Тогда я торопил коня сквозь ночную метель, осыпая себя укоризнами за слабость. Что мне были какие-то союзы, пусть даже из ее царственных рук? Разумеется, насильно мил не будешь, но жестокость губинской отшельницы в платье модного покроя превышала мою генеральскую стойкость. Кто же он был, тот неведомый мне счастливец, так завладевший ее сердцем? Мое лихорадочное воображение рисовало мне полузнакомые лики возможных моих соперников, но ни на одном из них я так и не остановился. Ее таинственный мучитель был недосягаем для моих фантазий и пребывал где-то там, подобно собаке на сене, отвергая Варварины притязания, но и не уступая ее никому. Почему я не спросил его имени, не закричал истошно: «Кто же он?!» – этого я не понимаю, но, быть может, по той же причине легкого полночного помешательства, вынуждавшего меня говорить одни лишь глупости и двигаться ненатуральными шагами… Язык присох к гортани, шейный платок душил. Я добрался до Липенек под утро, и все остальное в дальнейшем происходило как бы не со мной, и очнулся я уже в полку, уже покинувшем зимние квартиры, сопровождаемый, как всегда, поваром Степаном и Кузьмой. Мы, оказывается, передислоцировались. Мимо проплывали какие-то города, деревни, цвела вишня, под копытами лошадей клубились облетевшие лепестки, затем наливались плоды, прозрачные груши глухо падали в траву, зачастили дожди, все помертвело, покрылось белым, остановилось. Остановились и мы в хмуром Полоцке.
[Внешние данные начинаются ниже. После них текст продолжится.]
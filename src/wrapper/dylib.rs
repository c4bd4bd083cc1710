// Shared-library artifacts loaded through libloading
//
// With `LinkIsolation::Namespace` (the default on glibc) every session opens
// its libraries in a fresh link-map namespace through `dlmopen`, so two
// versions never share a library or its dependencies, even when the files
// are identical or carry the same soname. glibc reserves static TLS for a
// small number of namespaces (tunable `glibc.rtld.nns`); a cell that runs out
// fails to open its artifacts like any other load failure.

use libloading::{Library, Symbol};
use std::mem;
use std::panic::{self, AssertUnwindSafe};
use std::path::{Path, PathBuf};
use std::ptr::NonNull;

use crate::error::RegistryError;
use crate::matrix::{EcosystemVersionConfig, LanguageVersionConfig};

use super::artifact::{panic_message, Artifact, ArtifactOpener, OpenSession};
use super::traits::{
    BoxError, CompileOutcome, CompilerWrapper, SourceFile, WrapperCreateFn, WrapperDestroyFn,
    DESTRUCTOR_SYMBOL,
};
use super::LoadResult;

/// Extensions treated as wrapper libraries
pub const LIBRARY_EXTENSIONS: &[&str] = &["so", "dylib", "dll"];

/// How far the libraries of one namespace are separated from everything else
#[derive(Debug, Clone, Copy, PartialEq, Eq)]
pub enum LinkIsolation {
    /// Private link-map namespace per session (`dlmopen`, glibc only).
    ///
    /// The namespace carries its own C library and allocator. Compile
    /// outcomes and errors a wrapper returns are copied into host memory and
    /// the originals are leaked rather than freed by the wrong allocator.
    /// Instances are released through the library's exported destructor.
    Namespace,
    /// Local symbol scope in the process-wide link map. Libraries already
    /// loaded by path or soname are shared between sessions.
    Local,
}

impl LinkIsolation {
    /// Strongest isolation the platform supports
    pub fn preferred() -> Self {
        if cfg!(all(target_os = "linux", target_env = "gnu")) {
            LinkIsolation::Namespace
        } else {
            LinkIsolation::Local
        }
    }
}

impl Default for LinkIsolation {
    fn default() -> Self {
        Self::preferred()
    }
}

/// Opens `.so` / `.dylib` / `.dll` files
#[derive(Debug, Default, Clone, Copy)]
pub struct DylibOpener {
    isolation: LinkIsolation,
}

impl DylibOpener {
    pub fn new(isolation: LinkIsolation) -> Self {
        Self { isolation }
    }

    pub fn isolation(&self) -> LinkIsolation {
        self.isolation
    }

    pub fn is_library(path: &Path) -> bool {
        path.extension()
            .and_then(|ext| ext.to_str())
            .is_some_and(|ext| LIBRARY_EXTENSIONS.contains(&ext))
    }
}

impl ArtifactOpener for DylibOpener {
    fn session(&self) -> Box<dyn OpenSession> {
        Box::new(DylibSession {
            isolation: self.isolation,
            #[cfg(all(target_os = "linux", target_env = "gnu"))]
            namespace: None,
        })
    }
}

/// Libraries opened for one isolated namespace
pub struct DylibSession {
    isolation: LinkIsolation,
    /// Link-map namespace created by the first library of this session
    #[cfg(all(target_os = "linux", target_env = "gnu"))]
    namespace: Option<libc::Lmid_t>,
}

impl OpenSession for DylibSession {
    fn open(&mut self, path: &Path) -> Result<Option<Box<dyn Artifact>>, BoxError> {
        if !DylibOpener::is_library(path) {
            return Ok(None);
        }

        let library = match self.isolation {
            // SAFETY: running library initializers is inherent to loading wrapper artifacts.
            LinkIsolation::Local => unsafe { open_local(path) }?,
            LinkIsolation::Namespace => self.open_in_namespace(path)?,
        };
        tracing::debug!(
            path = %path.display(),
            isolation = ?self.isolation,
            "Opened wrapper library"
        );

        Ok(Some(Box::new(DylibArtifact {
            path: path.to_path_buf(),
            library,
            foreign_heap: self.isolation == LinkIsolation::Namespace,
        })))
    }
}

impl DylibSession {
    #[cfg(all(target_os = "linux", target_env = "gnu"))]
    fn open_in_namespace(&mut self, path: &Path) -> Result<Library, BoxError> {
        use libloading::os::unix::{Library as UnixLibrary, RTLD_LOCAL, RTLD_NOW};
        use std::ffi::CString;
        use std::os::unix::ffi::OsStrExt;

        let filename = CString::new(path.as_os_str().as_bytes())?;
        let target = self.namespace.unwrap_or(libc::LM_ID_NEWLM);

        // SAFETY: `filename` is a valid C string; initializers run as with dlopen.
        let handle = unsafe { libc::dlmopen(target, filename.as_ptr(), RTLD_NOW | RTLD_LOCAL) };
        if handle.is_null() {
            return Err(last_dl_error("dlmopen").into());
        }

        if self.namespace.is_none() {
            let mut assigned: libc::Lmid_t = 0;
            // SAFETY: RTLD_DI_LMID writes one Lmid_t through the pointer.
            let status = unsafe {
                libc::dlinfo(
                    handle,
                    libc::RTLD_DI_LMID,
                    (&mut assigned as *mut libc::Lmid_t).cast(),
                )
            };
            if status != 0 {
                let message = last_dl_error("dlinfo");
                // SAFETY: `handle` came from dlmopen above and is not used again.
                unsafe { libc::dlclose(handle) };
                return Err(message.into());
            }
            tracing::debug!(namespace = assigned, "Created link-map namespace");
            self.namespace = Some(assigned);
        }

        // SAFETY: `handle` is a live dlmopen handle; `Library` takes over the dlclose.
        Ok(Library::from(unsafe { UnixLibrary::from_raw(handle) }))
    }

    #[cfg(not(all(target_os = "linux", target_env = "gnu")))]
    fn open_in_namespace(&mut self, _path: &Path) -> Result<Library, BoxError> {
        Err("link-map namespaces require glibc; use LinkIsolation::Local".into())
    }
}

#[cfg(all(target_os = "linux", target_env = "gnu"))]
fn last_dl_error(call: &str) -> String {
    // SAFETY: dlerror returns null or a NUL-terminated thread-local message.
    let message = unsafe { libc::dlerror() };
    if message.is_null() {
        format!("{call} failed")
    } else {
        let text = unsafe { std::ffi::CStr::from_ptr(message) };
        format!("{call} failed: {}", text.to_string_lossy())
    }
}

/// RTLD_NOW so unresolved symbols surface here rather than mid-compilation
#[cfg(unix)]
unsafe fn open_local(path: &Path) -> Result<Library, libloading::Error> {
    use libloading::os::unix::{Library as UnixLibrary, RTLD_LOCAL, RTLD_NOW};
    UnixLibrary::open(Some(path), RTLD_NOW | RTLD_LOCAL).map(Library::from)
}

#[cfg(not(unix))]
unsafe fn open_local(path: &Path) -> Result<Library, libloading::Error> {
    Library::new(path)
}

pub struct DylibArtifact {
    path: PathBuf,
    library: Library,
    /// Library allocates from a C library other than the host's
    foreign_heap: bool,
}

impl DylibArtifact {
    fn instantiation_error(&self, symbol: &str, reason: String) -> RegistryError {
        RegistryError::InstantiationError {
            symbol: symbol.to_string(),
            location: self.path.display().to_string(),
            reason,
        }
    }
}

impl Artifact for DylibArtifact {
    fn location(&self) -> &Path {
        &self.path
    }

    fn instantiate(&self, symbol: &str) -> Option<LoadResult<Box<dyn CompilerWrapper>>> {
        // SAFETY: wrapper artifacts export `symbol` with the `WrapperCreateFn` signature.
        let create: Symbol<WrapperCreateFn> = unsafe { self.library.get(symbol.as_bytes()) }.ok()?;
        let destroy: Option<WrapperDestroyFn> =
            unsafe { self.library.get::<WrapperDestroyFn>(DESTRUCTOR_SYMBOL.as_bytes()) }
                .ok()
                .map(|destroy| *destroy);

        // Only catches panics of a library sharing the host runtime; exported
        // constructors catch their own.
        let raw = match panic::catch_unwind(AssertUnwindSafe(|| unsafe { create() })) {
            Ok(raw) => raw,
            Err(payload) => {
                return Some(Err(self.instantiation_error(
                    symbol,
                    format!("constructor panicked: {}", panic_message(payload.as_ref())),
                )))
            }
        };

        let Some(raw) = NonNull::new(raw) else {
            return Some(Err(
                self.instantiation_error(symbol, "constructor returned null".to_string())
            ));
        };

        Some(Ok(Box::new(ForeignWrapper {
            raw,
            destroy,
            foreign_heap: self.foreign_heap,
        })))
    }
}

/// Instance owned by a wrapper library, released through its own destructor
struct ForeignWrapper {
    raw: NonNull<dyn CompilerWrapper>,
    destroy: Option<WrapperDestroyFn>,
    foreign_heap: bool,
}

impl ForeignWrapper {
    /// Move a returned value into host memory when the library has its own heap
    fn adopt<T>(
        &self,
        result: Result<T, BoxError>,
        copy: impl FnOnce(&T) -> T,
    ) -> Result<T, BoxError> {
        if !self.foreign_heap {
            return result;
        }
        match result {
            Ok(value) => {
                let owned = copy(&value);
                mem::forget(value);
                Ok(owned)
            }
            Err(e) => {
                let message = e.to_string();
                mem::forget(e);
                Err(message.into())
            }
        }
    }
}

// SAFETY: the pointee is a `CompilerWrapper`, which is `Send + Sync`.
unsafe impl Send for ForeignWrapper {}
unsafe impl Sync for ForeignWrapper {}

impl CompilerWrapper for ForeignWrapper {
    fn init(
        &mut self,
        shared_libraries: &[PathBuf],
        ecosystem: &EcosystemVersionConfig,
        language: &LanguageVersionConfig,
    ) -> Result<(), BoxError> {
        // SAFETY: `raw` stays valid until drop and is uniquely owned here.
        let result = unsafe { self.raw.as_mut() }.init(shared_libraries, ecosystem, language);
        self.adopt(result, |_| ())
    }

    fn compiler_version(&self) -> &str {
        unsafe { self.raw.as_ref() }.compiler_version()
    }

    fn compile(&self, sources: &[SourceFile]) -> Result<CompileOutcome, BoxError> {
        let result = unsafe { self.raw.as_ref() }.compile(sources);
        self.adopt(result, CompileOutcome::clone)
    }
}

impl Drop for ForeignWrapper {
    fn drop(&mut self) {
        match self.destroy {
            // SAFETY: `raw` came from the same library's constructor.
            Some(destroy) => unsafe { destroy(self.raw.as_ptr()) },
            None => drop(unsafe { Box::from_raw(self.raw.as_ptr()) }),
        }
    }
}

#[cfg(test)]
mod tests {
    use super::*;
    use std::fs;

    #[test]
    fn test_is_library() {
        assert!(DylibOpener::is_library(Path::new("libwrapper.so")));
        assert!(DylibOpener::is_library(Path::new("wrapper.dll")));
        assert!(DylibOpener::is_library(Path::new("libwrapper.dylib")));
        assert!(!DylibOpener::is_library(Path::new("kotlin-compiler.jar")));
        assert!(!DylibOpener::is_library(Path::new("README")));
    }

    #[test]
    fn test_default_isolation_matches_platform() {
        let expected = if cfg!(all(target_os = "linux", target_env = "gnu")) {
            LinkIsolation::Namespace
        } else {
            LinkIsolation::Local
        };
        assert_eq!(DylibOpener::default().isolation(), expected);
    }

    #[test]
    fn test_non_library_files_are_skipped() {
        let dir = tempfile::tempdir().unwrap();
        let path = dir.path().join("notes.txt");
        fs::write(&path, "not a library").unwrap();

        for isolation in [LinkIsolation::Namespace, LinkIsolation::Local] {
            let mut session = DylibOpener::new(isolation).session();
            assert!(session.open(&path).unwrap().is_none());
        }
    }

    #[test]
    fn test_corrupt_library_fails_to_open() {
        let dir = tempfile::tempdir().unwrap();
        let path = dir.path().join("libbroken.so");
        fs::write(&path, "definitely not an ELF image").unwrap();

        for isolation in [LinkIsolation::preferred(), LinkIsolation::Local] {
            let mut session = DylibOpener::new(isolation).session();
            assert!(session.open(&path).is_err());
        }
    }
}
Я почти выздоровел. Варвару вспоминал отчетливо и сдержанно. Любил, но без безумства и даже сочинил ей письмо, по-моему, вполне достойное, благоразумное, даже несколько шутливое, с шуточками и в свой адрес. Ответа не было. Сонечка в своих частых письмах о ней не вспоминала. Была мирная, обычная зимняя военная жизнь с неизменным бостоном по вечерам, с редкими унылыми уездными балами, которые были с охотой посещаемы ближайшими помещиками и моими одичавшими молодыми офицерами. Как всегда, кавалеров было на одного меньше, чем это требовалось для ровного счета; к счастью, красавицами уезд не баловал, и, стало быть, не было никаких недоразумений, споров, а тем более поединков, короче, никаких чрезвычайных хлопот. Степан изощрялся как мог, чтобы стол мой был хорош, Кузьма служил надежно. Но что-то все-таки, видимо, со мной произошло, что-то случилось, если в своем привычно устроенном мире я вновь перестал ощущать себя устроенным.